● **WORK TO COMPLETE**: All of the data below must be repeated exactly.

"""

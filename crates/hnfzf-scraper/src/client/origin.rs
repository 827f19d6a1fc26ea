//! URL origin extraction and resolution of relative asset URLs.

/// Extracts the scheme+host origin from a page URL.
///
/// Given `"https://www.harveynorman.com.au/sony-wh-1000xm5.html"`, returns
/// `"https://www.harveynorman.com.au"`.
#[must_use]
pub fn extract_origin(page_url: &str) -> String {
    reqwest::Url::parse(page_url).map_or_else(
        |e| {
            tracing::debug!(
                page_url,
                error = %e,
                "could not parse page URL, falling back to string split for origin extraction"
            );
            // fallback: take "https://host" by splitting on '/' and taking first 3 parts
            page_url
                .trim_end_matches('/')
                .splitn(4, '/')
                .take(3)
                .collect::<Vec<_>>()
                .join("/")
        },
        |u| u.origin().ascii_serialization(),
    )
}

/// Resolves `candidate` to an absolute http(s) URL.
///
/// Protocol-relative candidates (`//host/x.jpg`) get an `https:` scheme;
/// anything else that is not already absolute is joined onto `base_url`.
/// Returns `None` for empty input, an unparseable base, or a non-http(s)
/// result (e.g. `data:` or `javascript:` URIs).
#[must_use]
pub fn absolutize_url(base_url: &str, candidate: &str) -> Option<String> {
    let candidate = candidate.trim();
    if candidate.is_empty() {
        return None;
    }

    let resolved = if candidate.starts_with("//") {
        reqwest::Url::parse(&format!("https:{candidate}")).ok()?
    } else {
        match reqwest::Url::parse(candidate) {
            Ok(url) => url,
            Err(_) => reqwest::Url::parse(base_url).ok()?.join(candidate).ok()?,
        }
    };

    matches!(resolved.scheme(), "http" | "https").then(|| resolved.to_string())
}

"""

● **FINISHED TASK**:
filename crates/hnfzf-scraper/src/client/origin.rs
repository 827f19d6a1fc26ea
//! URL origin extraction and resolution of relative asset URLs.

/// Extracts the scheme+host origin from a page URL.
///
/// Given `"https://www.harveynorman.com.au/sony-wh-1000xm5.html"`, returns
/// `"https://www.harveynorman.com.au"`.
#[must_use]
pub fn extract_origin(page_url: &str) -> String {
    reqwest::Url::parse(page_url).map_or_else(
        |e| {
            tracing::debug!(
                page_url,
                error = %e,
                "could not parse page URL, falling back to string split for origin extraction"
            );
            // fallback: take "https://host" by splitting on '/' and taking first 3 parts
            page_url
                .trim_end_matches('/')
                .splitn(4, '/')
                .take(3)
                .collect::<Vec<_>>()
                .join("/")
        },
        |u| u.origin().ascii_serialization(),
    )
}

/// Resolves `candidate` to an absolute http(s) URL.
///
/// Protocol-relative candidates (`//host/x.jpg`) get an `https:` scheme;
/// anything else that is not already absolute is joined onto `base_url`.
/// Returns `None` for empty input, an unparseable base, or a non-http(s)
/// result (e.g. `data:` or `javascript:` URIs).
#[must_use]
pub fn absolutize_url(base_url: &str, candidate: &str) -> Option<String> {
    let candidate = candidate.trim();
    if candidate.is_empty() {
        return None;
    }

    let resolved = if candidate.starts_with("//") {
        reqwest::Url::parse(&format!("https:{candidate}")).ok()?
    } else {
        match reqwest::Url::parse(candidate) {
            Ok(url) => url,
            Err(_) => reqwest::Url::parse(base_url).ok()?.join(candidate).ok()?,
        }
    };

    matches!(resolved.scheme(), "http" | "https").then(|| resolved.to_string())
}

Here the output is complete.